Although this was asked an year ago, sharing new features in Informatica
Informatica BDM version 10.1 supports Sqoop connectivity i.e. you can use Sqoop to read the data from RDBMS and load it into Hadoop/Hive
Also, there are many new features in BDM version 10.2, especially the parameterization support in the developer tool and dynamic mappings.
Tool versus handcoding was always there.
Informatica tool gives enterprise level solution which is easier to maintain.
BDM 10.1.1 supports sqoop with spark engine. Spark 2.0.1 is supported in this version so performance its pretty good.
BDM 10.2 is just released with new features like stateful variable support which was missing in earlier versions.
SQOOP must be used for the Data exchange. You have lot of options with which you can have an optimal performance. Also if you are trying to exchange the data between RDBMS(Teradata / Oracle) <-> Informatica <-> Hadoop cluster then the data would first need to be brought to the Informatica Server which may involve additional I/O.
If the data processing must be done within hive Informatica BDE must be used.
I have a requirement to ingest the data from an Oracle database to Hadoop in real-time.
What's the best way to achieve this on Hadoop?
The important problem here is getting the data out of the Oracle DB in real time. This is usually called Change Data Capture, or CDC. The complete solution depends on how you do this part.
Other things that matter for this answer are:
What is the target for the data and what are you going to do with it?
just store plain HDFS files and access for adhoc queries with something like Impala?
store in HBase for use in other apps?
use in a CEP solution like Storm?
...
What tools is your team familiar with
Do you prefer the DIY approach, gluing together existing open-source tools and writing code for the missing parts?
or do you prefer a Data integration tool like Informatica?
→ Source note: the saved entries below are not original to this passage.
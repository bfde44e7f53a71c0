//! Cellar Door storefront: public shop plus the admin session API.
//!
//! # Architecture
//!
//! - Axum web framework, Askama templates for server-side rendering
//! - Product catalog from markdown files, loaded once at startup
//! - Cart and admin session held in cookies; no database
//!
//! # Security
//!
//! Admin endpoints are gated by a signed, expiring session cookie minted by
//! `POST /api/admin/login` against an Argon2 password hash.

#![cfg_attr(not(test), forbid(unsafe_code))]

use std::net::SocketAddr;
use std::process::ExitCode;

use cellar_door_storefront::{app, catalog::Catalog, config::StorefrontConfig, state::AppState};
use sentry::integrations::tracing as sentry_tracing;
use tracing_subscriber::{layer::SubscriberExt, util::SubscriberInitExt};

/// Initialize Sentry error tracking and return guard that must be kept alive.
fn init_sentry(config: &StorefrontConfig) -> Option<sentry::ClientInitGuard> {
    let dsn = config.sentry.dsn.as_ref()?;

    let guard = sentry::init((
        dsn.as_str(),
        sentry::ClientOptions {
            release: sentry::release_name!(),
            environment: Some(config.environment().to_owned().into()),
            sample_rate: config.sentry.sample_rate,
            traces_sample_rate: config.sentry.traces_sample_rate,
            attach_stacktrace: true,
            ..Default::default()
        },
    ));

    tracing::info!("Sentry initialized");
    Some(guard)
}

/// Filter tracing events to Sentry event types.
fn sentry_event_filter(metadata: &tracing::Metadata<'_>) -> sentry_tracing::EventFilter {
    match *metadata.level() {
        tracing::Level::ERROR | tracing::Level::WARN => sentry_tracing::EventFilter::Event,
        tracing::Level::INFO | tracing::Level::DEBUG => sentry_tracing::EventFilter::Breadcrumb,
        tracing::Level::TRACE => sentry_tracing::EventFilter::Ignore,
    }
}

#[allow(clippy::print_stderr)]
fn main() -> ExitCode {
    // Configuration is needed before Sentry, which must precede tracing
    let config = match StorefrontConfig::from_env() {
        Ok(config) => config,
        Err(e) => {
            eprintln!("Failed to load configuration: {e}");
            return ExitCode::FAILURE;
        }
    };

    let _sentry_guard = init_sentry(&config);

    let env_filter = tracing_subscriber::EnvFilter::try_from_default_env()
        .unwrap_or_else(|_| "cellar_door_storefront=info,tower_http=debug".into());

    tracing_subscriber::registry()
        .with(env_filter)
        .with(tracing_subscriber::fmt::layer())
        .with(sentry_tracing::layer().event_filter(sentry_event_filter))
        .init();

    let runtime = match tokio::runtime::Builder::new_multi_thread()
        .enable_all()
        .build()
    {
        Ok(runtime) => runtime,
        Err(e) => {
            tracing::error!(error = %e, "Failed to start async runtime");
            return ExitCode::FAILURE;
        }
    };

    match runtime.block_on(serve(config)) {
        Ok(()) => ExitCode::SUCCESS,
        Err(e) => {
            tracing::error!(error = %e, "Server error");
            ExitCode::FAILURE
        }
    }
}

async fn serve(config: StorefrontConfig) -> Result<(), Box<dyn std::error::Error>> {
    let catalog = Catalog::load(&config.content_dir)?;
    if config.admin.password_hash.is_none() {
        tracing::warn!("CELLAR_ADMIN_PASSWORD_HASH not set; admin login is disabled");
    }

    let addr = config.socket_addr();
    let state = AppState::new(config, catalog);

    let app = app(state)
        // Sentry layers (outermost for full request coverage)
        .layer(sentry_tower::NewSentryLayer::new_from_top())
        .layer(sentry_tower::SentryHttpLayer::new().enable_transaction());

    tracing::info!("storefront listening on {}", addr);
    let listener = tokio::net::TcpListener::bind(addr).await?;

    axum::serve(
        listener,
        app.into_make_service_with_connect_info::<SocketAddr>(),
    )
    .with_graceful_shutdown(shutdown_signal())
    .await?;

    Ok(())
}

/// Wait for shutdown signal (Ctrl+C or SIGTERM).
async fn shutdown_signal() {
    let ctrl_c = async {
        if let Err(e) = tokio::signal::ctrl_c().await {
            tracing::error!(error = %e, "Failed to install Ctrl+C handler");
            std::future::pending::<()>().await;
        }
    };

    #[cfg(unix)]
    let terminate = async {
        match tokio::signal::unix::signal(tokio::signal::unix::SignalKind::terminate()) {
            Ok(mut signal) => {
                signal.recv().await;
            }
            Err(e) => {
                tracing::error!(error = %e, "Failed to install SIGTERM handler");
                std::future::pending::<()>().await;
            }
        }
    };

    #[cfg(not(unix))]
    let terminate = std::future::pending::<()>();

    tokio::select! {
        () = ctrl_c => {},
        () = terminate => {},
    }

    tracing::info!("Shutdown signal received, starting graceful shutdown");
}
Coming back to CDC, there are three different approaches to it:
Easy: if you don't need true real-time and have a way to identify new data with an SQL query that executes fast enough for the required data latency. Then you can run this query over and over and ingest its results (the exact method depends on the target, the size of each chunk, and the preferred tools)
Complicated: Roll your own CDC solution: download the database logs, parse them into series of inserts/updates/deletes, ingest these to Hadoop.
Expensive: buy a CDC solution, that does this for you (like GoldenGate or Attunity)
Expanding a bit on what #Nickolay mentioned, there are a few options, but the best would be too opinion based to state.
Tungsten (open source)
Tungsten Replicator is an open source replication engine supporting a variety of different extractor and applier modules. Data can be extracted from MySQL, Oracle and Amazon RDS, and applied to transactional stores, including MySQL, Oracle, and Amazon RDS; NoSQL stores such as MongoDB, and datawarehouse stores such as Vertica, Hadoop, and Amazon rDS.
Oracle GoldenGate
Oracle GoldenGate is a comprehensive software package for real-time data integration and replication in heterogeneous IT environments. The product set enables high availability solutions, real-time data integration, transactional change data capture, data replication, transformations, and verification between operational and analytical enterprise systems. It provides a handler for HDFS.
Dell Shareplex
SharePlex™ Connector for Hadoop® loads and continuously replicates changes from an Oracle® database to a Hadoop® cluster. This gives you all the benefits of maintaining a real-time or near real-time copy of source tables
Apache Sqoop is a data transfer tool to transfer bulk data from any RDBMS with JDBC connectivity(supports Oracle also) to hadoop HDFS.